SES-PE - Secretaria de Estado de Saúde de Pernambuco — Prova 2025
De acordo com as diretrizes ESC 2024 sobre hipertensão arterial, é INCORRETO afirmar que:
Hipertensão do avental branco ↑ risco cardiovascular e progressão para hipertensão sustentada.
As novas diretrizes da ESC 2024 reclassificam níveis de pressão e reforçam que a hipertensão do avental branco não é uma condição benigna.
As diretrizes da Sociedade Europeia de Cardiologia (ESC) de 2024 trouxeram atualizações significativas para o manejo da Hipertensão Arterial Sistêmica (HAS). Uma das mudanças mais notáveis é a simplificação das metas pressóricas, visando 120-129 mmHg para a maioria dos pacientes tratados, desde que bem tolerado. A ênfase na medição fora do consultório (MAPA/HBPM) tornou-se ainda mais forte para evitar diagnósticos errôneos. A hipertensão do avental branco, anteriormente vista por muitos como irrelevante, agora é reconhecida como um marcador de risco para eventos futuros. O tratamento farmacológico para esses pacientes geralmente não é indicado de imediato, mas o controle rigoroso dos outros fatores de risco cardiovascular e o acompanhamento próximo são mandatórios.

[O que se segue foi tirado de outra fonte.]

pub mod order;
pub mod order_item;
pub mod production_order;
pub mod sku_mapping;
pub mod supplier;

A ESC 2024 introduziu a categoria 'Pressão Arterial Elevada' para valores entre 120-129 mmHg de sistólica e 70-79 mmHg de diastólica. Pacientes nesta faixa devem ser monitorados anualmente e incentivados a mudanças no estilo de vida.
Estudos demonstram que pacientes com hipertensão do avental branco têm um perfil de risco cardiovascular intermediário entre normotensos e hipertensos sustentados, com maior chance de desenvolver lesão de órgão-alvo e diabetes tipo 2.
A ESC 2024 reforça o uso de MAPA (Monitorização Ambulatorial) ou HBPM (Residencial) para todos os pacientes com suspeita de hipertensão, visando identificar tanto o efeito do avental branco quanto a hipertensão mascarada (normal no consultório, alta fora).